On Saturday, June 15, 2019 at 2:01:38 AM UTC-5, Philip Thrift wrote:
>
>
>
> On Saturday, June 15, 2019 at 1:20:08 AM UTC-5, Bruce wrote:
>>
>> On Sat, Jun 15, 2019 at 4:10 PM Philip Thrift <[email protected]> wrote:
>>
>>> On Friday, June 14, 2019 at 5:48:22 PM UTC-5, Lawrence Crowell wrote:
>>>>
>>>>
>>>> This is physics and a range of experiments confirm this. The Bell 
>>>> inequality, to take this argument further, with polarizers is if one 
>>>> polarizer is set 30 degrees relative to the other, then think of the 
>>>> photons as polarized in the way a nail has a direction. 30 degrees is a 
>>>> third of a right angle, and so if we think of the photons as being like 
>>>> nails aligned in a certain direction, then at least 1/3rd of these nails 
>>>> would be deflected away.

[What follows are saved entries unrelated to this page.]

// ============================================================================
// cinestage-cli/src/main.rs
// ============================================================================
//
// CINESTAGE CLI: Main Entry Point
//
// Parses the command line, dispatches to the matching command and maps any
// error to exit status 1 after printing its cause chain.
//
// AI-ASSISTANT-INFO: Entry point for the cinestage binary

use cinestage_cli::error::render_chain;
use cinestage_cli::terminal::print_error;
use cinestage_cli::{Cli, Commands, run_analyze, run_config, run_package, run_pipeline};

use clap::Parser;
use std::process;

fn main() {
    let cli = Cli::parse();

    let result = match cli.command {
        Commands::Run(args) => run_pipeline(args),
        Commands::Analyze(args) => run_analyze(args),
        Commands::Package(args) => run_package(args),
        Commands::Config(args) => run_config(args),
    };

    if let Err(e) = result {
        log::error!("{}", render_chain(&e));
        print_error(&render_chain(&e));
        process::exit(1);
    }
}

This is why an upper bound of 2/3rds of the 
>>>> photons in a classical setting will make it through, or less will by 
>>>> attenuating effects etc. But the quantum result gives 3/4. This is a 
>>>> violation of the Bell inequality, and with polarizers it is found in a 
>>>> "quantization on the large." Of course sensitive experiments work with one 
>>>> photon at a time, but the same result happens. This is done to insure 
>>>> there 
>>>> are not some other statistical effect at work between photons. 
>>>>
>>>> LC
>>>>
>>>
>>>
>>> Bell's theorem is wrong. If p_hid(X) is the distribution of hidden 
>>> variables, and p_det(D) is the distribution of detector settings, and 
>>> p(X,D) is the joint distribution, then it assumes
>>>
>>>        p(X,D) = p_hid(X)·p_det(D)
>>>
>>> an unwarranted (religious fundamentalist) assumption.
>>>
>>
>> The trouble with your fundamentalist assumption is that it does not work 
>> in real physics. You have only to give a plausible dynamical model of how 
>> this works for the Aspect experiment, say, and we will accept that you have 
>> a point. But you are unable to do this. I would lay long odds on the fact 
>> they you will be unable to do it, even given an infinite amount of time and 
>> computing power.
>>
>> Bruce
>>
>
>
> People can go though life believing whatever they want.
>
> @philipthrift 
>

This is not about beliefs. The nonlocal aspects of QM are verified with 
many experiments that have been repeated. The Aspect experiment of the 80s 
was a cornerstone on a verification of Bell's theorem. This is what nature 
does, and what nature "IS" is what nature "DOES."